Eslicarbazepine – USA

Eslicarbazepine – USA

On Sep. 15, 2022, Delaware court found some patents valid and infringed in Aptiom® Hatch-Waxman case.

 

Plaintiffs (Bial- Portela / Sunovion) sued defendant (Alkem) for infringement of five patents as defendant filed ANDA with USFDA to market generic version of APTIOM®. It is orally administered once a day in tablet form to treat epileptic seizures called partial-onset seizures. Plaintiff asserted claim 3 of US 10,675,287; claim 5 of US 10,695,354; claims 7 and 8 of US 10,702,536 (collectively once-daily dosing patents); claim 20 of US 9,763,954 (method of treatment), and claim 17 of US 10,912,781 (formulation) patent.

 

Infringement:

The #954 Patent (Method of Treatment) –

The prime issue was here that whether Alkem’s label contains patients population who are intractable to oxcarbazepine. Court said that nothing in Alkem’ s label teaches, recommends, or encourages using its generic product in patients who are intractable to oxcarbazepine, and nothing in the label suggests that using the product in that patient population specifically would be a “medically desirable activity.” Thus, Alkem’s label does not establish that Alkem intends for its product to be used in this patient population.

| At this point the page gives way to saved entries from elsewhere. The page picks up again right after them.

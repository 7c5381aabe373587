//! In-memory storage implementation for testing and caching.

use std::collections::HashMap;
use std::io::{Read, Seek, SeekFrom, Write};
use std::sync::Arc;
use std::sync::atomic::{AtomicBool, Ordering};

use parking_lot::Mutex;
use serde::{Deserialize, Serialize};

use crate::error::Result;
use crate::storage::{Storage, StorageError, StorageInput, StorageOutput};

/// Configuration specific to memory-based storage.
#[derive(Debug, Clone, Serialize, Deserialize)]
pub struct MemoryStorageConfig {
    /// Initial capacity of the file table.
    pub initial_capacity: usize,
}

impl Default for MemoryStorageConfig {
    fn default() -> Self {
        MemoryStorageConfig {
            initial_capacity: 16,
        }
    }
}

type FileTable = Arc<Mutex<HashMap<String, Arc<[u8]>>>>;

/// An in-memory storage implementation.
///
/// Finished files are kept as shared `Arc<[u8]>` buffers, so opening and
/// cloning inputs never copies file contents.
#[derive(Debug)]
pub struct MemoryStorage {
    /// The files stored in memory.
    files: FileTable,
    /// Whether the storage is closed.
    closed: AtomicBool,
}

impl MemoryStorage {
    /// Create a new memory storage.
    pub fn new(config: MemoryStorageConfig) -> Self {
        MemoryStorage {
            files: Arc::new(Mutex::new(HashMap::with_capacity(config.initial_capacity))),
            closed: AtomicBool::new(false),
        }
    }

    /// Create a new memory storage with default configuration.
    pub fn new_default() -> Self {
        Self::new(MemoryStorageConfig::default())
    }

    fn check_closed(&self) -> Result<()> {
        if self.closed.load(Ordering::Acquire) {
            Err(StorageError::StorageClosed.into())
        } else {
            Ok(())
        }
    }

    /// Get the number of files stored.
    pub fn file_count(&self) -> usize {
        self.files.lock().len()
    }

    /// Get the total size of all files.
    pub fn total_size(&self) -> u64 {
        self.files.lock().values().map(|data| data.len() as u64).sum()
    }

    /// Replace the contents of a file.
    ///
    /// Intended for tests that need to tamper with persisted bytes.
    pub fn overwrite_file(&self, name: &str, data: Vec<u8>) -> Result<()> {
        self.check_closed()?;
        let mut files = self.files.lock();
        if !files.contains_key(name) {
            return Err(StorageError::FileNotFound(name.to_string()).into());
        }
        files.insert(name.to_string(), Arc::from(data));
        Ok(())
    }
}

impl Default for MemoryStorage {
    fn default() -> Self {
        Self::new_default()
    }
}

impl Storage for MemoryStorage {
    fn open_input(&self, name: &str) -> Result<Box<dyn StorageInput>> {
        self.check_closed()?;

        let files = self.files.lock();
        let data = files
            .get(name)
            .ok_or_else(|| StorageError::FileNotFound(name.to_string()))?;

        Ok(Box::new(MemoryInput::new(Arc::clone(data))))
    }

    fn create_output(&self, name: &str) -> Result<Box<dyn StorageOutput>> {
        self.check_closed()?;

        // The file exists, empty, as soon as it is created.
        self.files
            .lock()
            .insert(name.to_string(), Arc::from(Vec::new()));

        Ok(Box::new(MemoryOutput::new(
            name.to_string(),
            Arc::clone(&self.files),
        )))
    }

    fn file_exists(&self, name: &str) -> bool {
        if self.closed.load(Ordering::Acquire) {
            return false;
        }
        self.files.lock().contains_key(name)
    }

    fn delete_file(&self, name: &str) -> Result<()> {
        self.check_closed()?;
        self.files.lock().remove(name);
        Ok(())
    }

    fn list_files(&self) -> Result<Vec<String>> {
        self.check_closed()?;

        let files = self.files.lock();
        let mut file_names: Vec<String> = files.keys().cloned().collect();
        file_names.sort();
        Ok(file_names)
    }

    fn file_size(&self, name: &str) -> Result<u64> {
        self.check_closed()?;

        let files = self.files.lock();
        let data = files
            .get(name)
            .ok_or_else(|| StorageError::FileNotFound(name.to_string()))?;

        Ok(data.len() as u64)
    }

    fn rename_file(&self, old_name: &str, new_name: &str) -> Result<()> {
        self.check_closed()?;

        let mut files = self.files.lock();
        let data = files
            .remove(old_name)
            .ok_or_else(|| StorageError::FileNotFound(old_name.to_string()))?;

        files.insert(new_name.to_string(), data);
        Ok(())
    }

    fn sync(&self) -> Result<()> {
        self.check_closed()
    }

    fn close(&self) -> Result<()> {
        self.closed.store(true, Ordering::Release);
        Ok(())
    }
}

/// A memory-based input implementation.
#[derive(Debug, Clone)]
pub struct MemoryInput {
    data: Arc<[u8]>,
    position: u64,
}

impl MemoryInput {
    /// Create an input over shared bytes, positioned at offset 0.
    pub fn new(data: Arc<[u8]>) -> Self {
        MemoryInput { data, position: 0 }
    }
}

impl Read for MemoryInput {
    fn read(&mut self, buf: &mut [u8]) -> std::io::Result<usize> {
        let len = self.data.len() as u64;
        if self.position >= len {
            return Ok(0);
        }
        let start = self.position as usize;
        let n = buf.len().min(self.data.len() - start);
        buf[..n].copy_from_slice(&self.data[start..start + n]);
        self.position += n as u64;
        Ok(n)
    }
}

impl Seek for MemoryInput {
    fn seek(&mut self, pos: SeekFrom) -> std::io::Result<u64> {
        let new_pos = match pos {
            SeekFrom::Start(offset) => Some(offset),
            SeekFrom::End(offset) => (self.data.len() as u64).checked_add_signed(offset),
            SeekFrom::Current(offset) => self.position.checked_add_signed(offset),
        };

        match new_pos {
            Some(p) => {
                self.position = p;
                Ok(p)
            }
            None => Err(std::io::Error::new(
                std::io::ErrorKind::InvalidInput,
                "Invalid seek position",
            )),
        }
    }
}

impl StorageInput for MemoryInput {
    fn size(&self) -> Result<u64> {
        Ok(self.data.len() as u64)
    }

    fn clone_input(&self) -> Result<Box<dyn StorageInput>> {
        Ok(Box::new(self.clone()))
    }

    fn close(&mut self) -> Result<()> {
        Ok(())
    }
}

/// A memory-based output implementation.
///
/// Bytes are buffered locally and published to the file table on close, or
/// when the output is dropped. A file deleted while its output is still open
/// is not resurrected.
#[derive(Debug)]
pub struct MemoryOutput {
    name: String,
    buffer: Vec<u8>,
    files: FileTable,
    closed: bool,
}

impl MemoryOutput {
    fn new(name: String, files: FileTable) -> Self {
        MemoryOutput {
            name,
            buffer: Vec::new(),
            files,
            closed: false,
        }
    }

    fn publish(&mut self) {
        let mut files = self.files.lock();
        if let Some(entry) = files.get_mut(&self.name) {
            *entry = Arc::from(std::mem::take(&mut self.buffer));
        }
    }
}

impl Write for MemoryOutput {
    fn write(&mut self, buf: &[u8]) -> std::io::Result<usize> {
        if self.closed {
            return Err(std::io::Error::other("Output is closed"));
        }
        self.buffer.extend_from_slice(buf);
        Ok(buf.len())
    }

    fn flush(&mut self) -> std::io::Result<()> {
        Ok(())
    }
}

impl StorageOutput for MemoryOutput {
    fn flush_and_sync(&mut self) -> Result<()> {
        Ok(())
    }

    fn position(&self) -> Result<u64> {
        Ok(self.buffer.len() as u64)
    }

    fn close(&mut self) -> Result<()> {
        if !self.closed {
            self.publish();
            self.closed = true;
        }
        Ok(())
    }
}

impl Drop for MemoryOutput {
    fn drop(&mut self) {
        if !self.closed {
            self.publish();
            self.closed = true;
        }
    }
}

The #781 Patent (Formulation) –

Alkem’s generic tablets contain 2.18 wt% microcrystalline cellulose, which the label identifies as a diluent. It is undisputed that microcrystalline cellulose can act as both a diluent and a disintegrant. The parties dispute, however, whether Bial proved at trial that microcrystalline cellulose acts a disintegrant in Alkem’s ANDA product. Court said that microcrystalline cellulose acts a disintegrant in Alkem’s ANDA product. Plaintiff expert (Koleng) testified that pharmaceutical formulators use microcrystalline cellulose as a disintegrant because of its “good wicking properties
and hydrogen bonds between adjacent matchstick-like bundles that break when exposed to water. Alkem did not offer at trial any testimony to rebut Koleng’s testimony about microcrystalline cellulose’s disintegrant properties.

 

Invalidity:

The #287, #354, and #536 Patents (the Once-Daily Patents) –

The benefits of once-daily dosing generally include patient convenience and improved patient adherence to the medication regimen. Court said that prior arts individually or collectively, do not disclose that once-daily dosing of eslicarbazepine acetate is efficacious to treat partial-onset seizures. Moreover, POSA would not have reasonable expectation of success because dosing once-daily has a higher risk of the blood plasma concentration of the active compound falling below the therapeutic level than dosing twice-daily. If anything, the record evidence suggests that an artisan of ordinary skill would doubt that dosing once-daily would be successful. Thus, Alkem did not show by clear and convincing evidence that the claims are invalid as obvious.

The #954 Patent (Method of Treatment) – 

Alkem argued that the patent is invalid under lack of written description. The #954 patent reports that both oxcarbazepine and eslicarbazepine acetate are converted by metabolism to eslicarbazepine (i.e., S-licarbazepine ). The #954 patent implies that eslicarbazepine acetate will have improved effects over oxcarbazepine because, although both drugs metabolize into the same metabolites, eslicarbazepine acetate more favorably metabolizes into S-licarbazepine than oxcarbazepine does. Court said that “there is no study in humans described anywhere in the #954 patent where the human patient or subject of the study was intractable to oxcarbazepine and shown to respond to eslicarbazepine acetate.” Court said that with respect to relative efficacy of S-licarbazepine and R-licarbazepine for the prevention of development of intractable epilepsy, Bial has not shown that such a conclusion is probative of relative efficacy of the metabolites for treatment of intractable epilepsy. Therefore, the patent did not establish that eslicarbazepine acetate would treat patients intractable to oxcarbazepine. Alkem has established by clear and convincing evidence that claim 20 of the #954 patent is invalid under§ 112.

The #781 Patent (Formulation) – 

The #781 patent is directed to “high drug loaded pharmaceutical compositions containing the active drug substance eslicarbazepine acetate, exhibiting an immediate-release dissolution profile with certain excipients and excipient ranges.” “High drug load” refers to the requirement that 80 to 90 wt % of the pharmaceutical composition is eslicarbazepine acetate. Court said that formulation scientist would consider patient compliance and convenience when formulating a pharmaceutical composition. The formulator would have been motivated to make a single tablet containing 1 ,200 mg of eslicarbazepine acetate after reading Almeida 2002 prior art. Further, an artisan of ordinary skill would have been motivated to formulate this composition with eslicarbazepine acetate accounting for 90 wt % because, if excipients accounted for more than 10 wt %, the tablet would be too big to swallow. Thus, Alkem has shown by clear and convincing evidence that the claim is invalid as obvious.